The residuals are the differences between the real values and the predicted. Therefore, we have:
\[ Residuals\equiv(y_{i}-\hat{y}_{i})\equiv error_{i}\]
In order to understand the limitations of each error metric, it’s usefull to write them again as functions of our errors:
\[ ME = \frac{1}{N}\sum_{i}(error_{i}) \]
\[ MSE = \frac{1}{N}\sum_{i}(error_{i})^{2} \] \[ RMSE = \sqrt{\frac{1}{N}\sum_{i}(error_{i})^{2}} \] \[ MAE = \frac{1}{N}\sum_{i}|error_{i}|\] \[ MRE = \frac{1}{N}\sum_{i}\left|\frac{error_{i}}{y_{i}}\right|\]
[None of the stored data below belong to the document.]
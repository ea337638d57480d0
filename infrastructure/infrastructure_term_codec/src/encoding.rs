//! Encoding Module
//!
//! Recursive tag-dispatch encoder from [`Term`] to external term format
//! bytes. The dispatch is an exhaustive match, so every term kind either
//! encodes or fails with an explicit error; nothing is silently dropped.

use std::fmt;

use entities_terms::Term;
use infrastructure_byte_stream::ByteWriter;
use malachite::base::num::arithmetic::traits::{DivRem, UnsignedAbs};
use malachite::base::num::basic::traits::Zero;
use malachite::{Integer, Natural};

use crate::constants::{
    ERL_BINARY_EXT, ERL_INTEGER_EXT, ERL_LARGE_BIG_EXT, ERL_LARGE_TUPLE_EXT, ERL_LIST_EXT,
    ERL_MAP_EXT, ERL_NIL_EXT, ERL_SMALL_ATOM_EXT, ERL_SMALL_ATOM_UTF8_EXT, ERL_SMALL_BIG_EXT,
    ERL_SMALL_INTEGER_EXT, ERL_SMALL_TUPLE_EXT, ERL_STRING_EXT, ERL_ATOM_EXT, ERL_ATOM_UTF8_EXT,
    NEW_FLOAT_EXT,
};
use crate::{DEFAULT_MAX_DEPTH, VERSION_MAGIC};

/// Encoding error types
#[derive(Debug, Clone, PartialEq)]
pub enum EncodeError {
    /// Term has no external format representation
    UnencodableTerm(String),
    /// Nesting depth exceeded the configured bound
    DepthExceeded,
}

impl fmt::Display for EncodeError {
    fn fmt(&self, f: &mut fmt::Formatter<'_>) -> fmt::Result {
        match self {
            EncodeError::UnencodableTerm(msg) => write!(f, "Unencodable term: {}", msg),
            EncodeError::DepthExceeded => write!(f, "Maximum nesting depth exceeded"),
        }
    }
}

impl std::error::Error for EncodeError {}

/// Encode a term to external format.
///
/// Writes the version magic byte (131) followed by the recursively encoded
/// term, with the default nesting bound.
///
/// # Arguments
/// * `term` - The term to encode
///
/// # Returns
/// * `Ok(Vec<u8>)` - Encoded message
/// * `Err(EncodeError)` - Encoding error; no partial bytes are surfaced
pub fn encode_term(term: &Term) -> Result<Vec<u8>, EncodeError> {
    encode_term_bounded(term, DEFAULT_MAX_DEPTH)
}

/// Encode a term to external format with an explicit nesting bound.
///
/// # Arguments
/// * `term` - The term to encode
/// * `max_depth` - Maximum nesting depth before `DepthExceeded`
pub fn encode_term_bounded(term: &Term, max_depth: usize) -> Result<Vec<u8>, EncodeError> {
    let mut writer = ByteWriter::new();
    writer.write_u8(VERSION_MAGIC);
    enc_term(&mut writer, term, max_depth)?;
    Ok(writer.into_bytes())
}

/// Internal recursive encoder (no version magic byte).
fn enc_term(writer: &mut ByteWriter, term: &Term, depth: usize) -> Result<(), EncodeError> {
    if depth == 0 {
        return Err(EncodeError::DepthExceeded);
    }
    match term {
        Term::Atom(name) => enc_atom(writer, name),
        Term::Binary(data) => {
            let bytes = data.as_bytes();
            let len = u32::try_from(bytes.len()).map_err(|_| {
                EncodeError::UnencodableTerm("binary longer than 4-byte length field".to_string())
            })?;
            writer.write_u8(ERL_BINARY_EXT);
            writer.write_u32(len);
            writer.write_bytes(bytes);
            Ok(())
        }
        Term::CharList(chars) => {
            let bytes = chars.as_bytes();
            let len = u16::try_from(bytes.len()).map_err(|_| {
                EncodeError::UnencodableTerm("character list longer than 65535 bytes".to_string())
            })?;
            writer.write_u8(ERL_STRING_EXT);
            writer.write_u16(len);
            writer.write_bytes(bytes);
            Ok(())
        }
        Term::Integer(value) => {
            enc_integer(writer, *value);
            Ok(())
        }
        Term::BigInt(value) => {
            enc_bignum(writer, value);
            Ok(())
        }
        Term::Float(value) => {
            if !value.is_finite() {
                return Err(EncodeError::UnencodableTerm(format!(
                    "non-finite float {}",
                    value
                )));
            }
            writer.write_u8(NEW_FLOAT_EXT);
            writer.write_f64(*value);
            Ok(())
        }
        Term::Tuple(elements) => {
            if elements.len() < 256 {
                writer.write_u8(ERL_SMALL_TUPLE_EXT);
                writer.write_u8(elements.len() as u8);
            } else {
                let arity = u32::try_from(elements.len()).map_err(|_| {
                    EncodeError::UnencodableTerm("tuple arity exceeds 4-byte field".to_string())
                })?;
                writer.write_u8(ERL_LARGE_TUPLE_EXT);
                writer.write_u32(arity);
            }
            for element in elements {
                enc_term(writer, element, depth - 1)?;
            }
            Ok(())
        }
        Term::List(elements) => {
            // The empty list is just the nil terminator.
            if !elements.is_empty() {
                let count = u32::try_from(elements.len()).map_err(|_| {
                    EncodeError::UnencodableTerm("list length exceeds 4-byte field".to_string())
                })?;
                writer.write_u8(ERL_LIST_EXT);
                writer.write_u32(count);
                for element in elements {
                    enc_term(writer, element, depth - 1)?;
                }
            }
            writer.write_u8(ERL_NIL_EXT);
            Ok(())
        }
        Term::Map(pairs) => {
            let count = u32::try_from(pairs.len()).map_err(|_| {
                EncodeError::UnencodableTerm("map size exceeds 4-byte field".to_string())
            })?;
            writer.write_u8(ERL_MAP_EXT);
            writer.write_u32(count);
            for (key, value) in pairs {
                enc_term(writer, key, depth - 1)?;
                enc_term(writer, value, depth - 1)?;
            }
            Ok(())
        }
    }
}

/// Encode an atom.
///
/// Length width (1 or 2 bytes) is chosen by byte length; the Latin-1 tags
/// are used when the name is pure ASCII, the UTF-8 tags otherwise.
fn enc_atom(writer: &mut ByteWriter, name: &str) -> Result<(), EncodeError> {
    let bytes = name.as_bytes();
    // One UTF-8 byte per char means the name is ASCII.
    let ascii = bytes.len() == name.chars().count();
    if bytes.len() < 256 {
        writer.write_u8(if ascii {
            ERL_SMALL_ATOM_EXT
        } else {
            ERL_SMALL_ATOM_UTF8_EXT
        });
        writer.write_u8(bytes.len() as u8);
    } else if bytes.len() <= u16::MAX as usize {
        writer.write_u8(if ascii { ERL_ATOM_EXT } else { ERL_ATOM_UTF8_EXT });
        writer.write_u16(bytes.len() as u16);
    } else {
        return Err(EncodeError::UnencodableTerm(
            "atom longer than 65535 bytes".to_string(),
        ));
    }
    writer.write_bytes(bytes);
    Ok(())
}

/// Encode an `i64` with canonical smallest width: 8-bit, 32-bit, or bignum.
fn enc_integer(writer: &mut ByteWriter, value: i64) {
    if let Ok(small) = i8::try_from(value) {
        writer.write_u8(ERL_SMALL_INTEGER_EXT);
        writer.write_i8(small);
    } else if let Ok(word) = i32::try_from(value) {
        writer.write_u8(ERL_INTEGER_EXT);
        writer.write_i32(word);
    } else {
        enc_bignum_digits(writer, value < 0, i64_magnitude_digits(value));
    }
}

/// Little-endian base-256 digits of an `i64` magnitude.
fn i64_magnitude_digits(value: i64) -> Vec<u8> {
    let mut digits = Vec::new();
    let mut quot = value.unsigned_abs();
    while quot != 0 {
        digits.push((quot & 0xff) as u8);
        quot >>= 8;
    }
    digits
}

/// Encode an arbitrary-precision integer on the bignum path.
fn enc_bignum(writer: &mut ByteWriter, value: &Integer) {
    let negative = *value < Integer::ZERO;
    let mut magnitude: Natural = value.clone().unsigned_abs();
    let mut digits = Vec::new();
    let base = Natural::from(256u32);
    while magnitude != Natural::ZERO {
        let (quot, rem) = magnitude.div_rem(base.clone());
        digits.push(u8::try_from(&rem).unwrap_or(0));
        magnitude = quot;
    }
    enc_bignum_digits(writer, negative, digits);
}

/// Write sign + little-endian digits under the small/large bignum tag.
fn enc_bignum_digits(writer: &mut ByteWriter, negative: bool, digits: Vec<u8>) {
    if digits.len() < 256 {
        writer.write_u8(ERL_SMALL_BIG_EXT);
        writer.write_u8(digits.len() as u8);
    } else {
        writer.write_u8(ERL_LARGE_BIG_EXT);
        writer.write_u32(digits.len() as u32);
    }
    writer.write_u8(u8::from(negative));
    writer.write_bytes(&digits);
}

#[cfg(test)]
mod tests {
    use super::*;

    #[test]
    fn test_encode_atom() {
        let term = Term::Atom("foo".to_string());
        let encoded = encode_term(&term).unwrap();
        assert_eq!(encoded, vec![131, 115, 3, b'f', b'o', b'o']);
    }

    #[test]
    fn test_encode_atom_utf8() {
        // "héllo" has 6 UTF-8 bytes but 5 chars, so the UTF-8 tag is used.
        let term = Term::Atom("héllo".to_string());
        let encoded = encode_term(&term).unwrap();
        assert_eq!(encoded[1], 119); // SMALL_ATOM_UTF8_EXT
        assert_eq!(encoded[2], 6); // byte length
    }

    #[test]
    fn test_encode_long_atom_uses_two_byte_length() {
        let name = "a".repeat(300);
        let encoded = encode_term(&Term::Atom(name)).unwrap();
        assert_eq!(encoded[1], 100); // ATOM_EXT
        assert_eq!(&encoded[2..4], &[1, 44]); // 300 big-endian
    }

    #[test]
    fn test_encode_zero() {
        let encoded = encode_term(&Term::Integer(0)).unwrap();
        assert_eq!(encoded, vec![131, 97, 0]);
    }

    #[test]
    fn test_encode_negative_small_integer() {
        let encoded = encode_term(&Term::Integer(-5)).unwrap();
        assert_eq!(encoded, vec![131, 97, 251]); // -5 as two's complement
    }

    #[test]
    fn test_encode_1000_uses_32_bit_path() {
        let encoded = encode_term(&Term::Integer(1000)).unwrap();
        assert_eq!(encoded, vec![131, 98, 0, 0, 3, 232]);
    }

    #[test]
    fn test_encode_beyond_32_bit_uses_bignum_path() {
        let encoded = encode_term(&Term::Integer(1 << 40)).unwrap();
        assert_eq!(encoded[1], 110); // SMALL_BIG_EXT
        assert_eq!(encoded[2], 6); // digit count
        assert_eq!(encoded[3], 0); // sign
        assert_eq!(&encoded[4..], &[0, 0, 0, 0, 0, 1]); // little-endian digits
    }

    #[test]
    fn test_bignum_digits_of_256() {
        let encoded = encode_term(&Term::BigInt(Integer::from(256))).unwrap();
        // sign 0, digits [0, 1] little-endian
        assert_eq!(encoded, vec![131, 110, 2, 0, 0, 1]);
    }

    #[test]
    fn test_encode_negative_bignum() {
        let value = -(Integer::from(i64::MAX) + Integer::from(1));
        let encoded = encode_term(&Term::BigInt(value)).unwrap();
        assert_eq!(encoded[1], 110);
        assert_eq!(encoded[2], 8); // digit count for 2^63
        assert_eq!(encoded[3], 1); // negative
        assert_eq!(&encoded[4..], &[0, 0, 0, 0, 0, 0, 0, 128]);
    }

    #[test]
    fn test_encode_float_carries_tag() {
        let encoded = encode_term(&Term::Float(1.5)).unwrap();
        assert_eq!(encoded[1], 70); // NEW_FLOAT_EXT
        assert_eq!(&encoded[2..], &1.5f64.to_be_bytes());
    }

    #[test]
    fn test_encode_nan_fails() {
        let result = encode_term(&Term::Float(f64::NAN));
        assert!(matches!(result, Err(EncodeError::UnencodableTerm(_))));
    }

    #[test]
    fn test_encode_infinity_fails() {
        let result = encode_term(&Term::Float(f64::INFINITY));
        assert!(matches!(result, Err(EncodeError::UnencodableTerm(_))));
    }

    #[test]
    fn test_encode_empty_list_is_nil_only() {
        let encoded = encode_term(&Term::List(vec![])).unwrap();
        assert_eq!(encoded, vec![131, 106]);
    }

    #[test]
    fn test_encode_list_has_count_and_terminator() {
        let term = Term::List(vec![Term::Integer(1), Term::Integer(2)]);
        let encoded = encode_term(&term).unwrap();
        assert_eq!(
            encoded,
            vec![131, 108, 0, 0, 0, 2, 97, 1, 97, 2, 106]
        );
    }

    #[test]
    fn test_encode_small_tuple() {
        let term = Term::Tuple(vec![Term::Atom("ok".to_string()), Term::Integer(1)]);
        let encoded = encode_term(&term).unwrap();
        assert_eq!(
            encoded,
            vec![131, 104, 2, 115, 2, b'o', b'k', 97, 1]
        );
    }

    #[test]
    fn test_encode_large_tuple() {
        let term = Term::Tuple(vec![Term::Integer(0); 256]);
        let encoded = encode_term(&term).unwrap();
        assert_eq!(encoded[1], 105); // LARGE_TUPLE_EXT
        assert_eq!(&encoded[2..6], &[0, 0, 1, 0]); // arity 256
    }

    #[test]
    fn test_encode_binary() {
        let encoded = encode_term(&Term::Binary("hi".to_string())).unwrap();
        assert_eq!(encoded, vec![131, 109, 0, 0, 0, 2, b'h', b'i']);
    }

    #[test]
    fn test_encode_char_list() {
        let encoded = encode_term(&Term::CharList("hi".to_string())).unwrap();
        assert_eq!(encoded, vec![131, 107, 0, 2, b'h', b'i']);
    }

    #[test]
    fn test_encode_map() {
        let term = Term::Map(vec![(Term::Atom("a".to_string()), Term::Integer(1))]);
        let encoded = encode_term(&term).unwrap();
        assert_eq!(
            encoded,
            vec![131, 116, 0, 0, 0, 1, 115, 1, b'a', 97, 1]
        );
    }

    #[test]
    fn test_depth_bound() {
        let mut term = Term::Integer(0);
        for _ in 0..10 {
            term = Term::List(vec![term]);
        }
        assert!(encode_term_bounded(&term, 5).is_err());
        assert!(encode_term_bounded(&term, 20).is_ok());
    }

    #[test]
    fn test_failed_encode_surfaces_no_bytes() {
        let term = Term::Tuple(vec![Term::Integer(1), Term::Float(f64::NAN)]);
        let result = encode_term(&term);
        assert!(matches!(result, Err(EncodeError::UnencodableTerm(_))));
    }
}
\[ R^{2} = 1-\frac{\frac{1}{N}\sum_{i}(error_{i})^2}{\frac{1}{N}\sum_{i}(y_{i}-\bar{y})^{2}}\]
If in the last equation, we consider \(\bar{y}\) as the prediction of a “model”, we can clearly see that \(R^{2}\) is comparing how good or bad is performing our model against another model which predicts every point to be the mean \(\bar{y}\). Thus, if the variance of our model’s errors is smaller than the variance in the data, \(R^{2}\) will be big, and small otherwise.
This can be clearly seen in the figure for one fake sample data, where a linnear model (shown in green) was fit to the data together with the mean of \(y\) values (shown in red).
In the last equation can be make a small transformation to the numerator to realize that \(R^{2}\) and \(RMSE\) are closely related:
\[ R^{2} = 1-\frac{\frac{1}{N}\sum_{i}(error_{i})^2}{\frac{1}{N}\sum_{i}(y_{i}-\bar{y})^{2}}=1-\frac{\sqrt{\frac{1}{N}\sum_{i}(error_{i})^2}^{2}}{\frac{1}{N}\sum_{i}(y_{i}-\bar{y})^{2}} = 1-\frac{RMSE^{2}}{\frac{1}{N}\sum_{i}(y_{i}-\bar{y})^{2}}=1-\frac{RMSE^{2}}{\sigma_{y}^{2}}=1-(\frac{RMSE}{\sigma_{y}})^{2}\] where the denominator is a fixed term as it doesn’t contain predictions from any model. It’s simply the variance of the y’s values. Thus, \(R^{2}\) is related to quadratic decreases of the \(RMSE^{2}\). In fact, if we make the replacements \(y=R^{2}\) and \(x=RMSE^{2}\), we obtain a linear relationship: \(y=1-\beta x\), where \(\beta\) is inverse of the \(y\) variance.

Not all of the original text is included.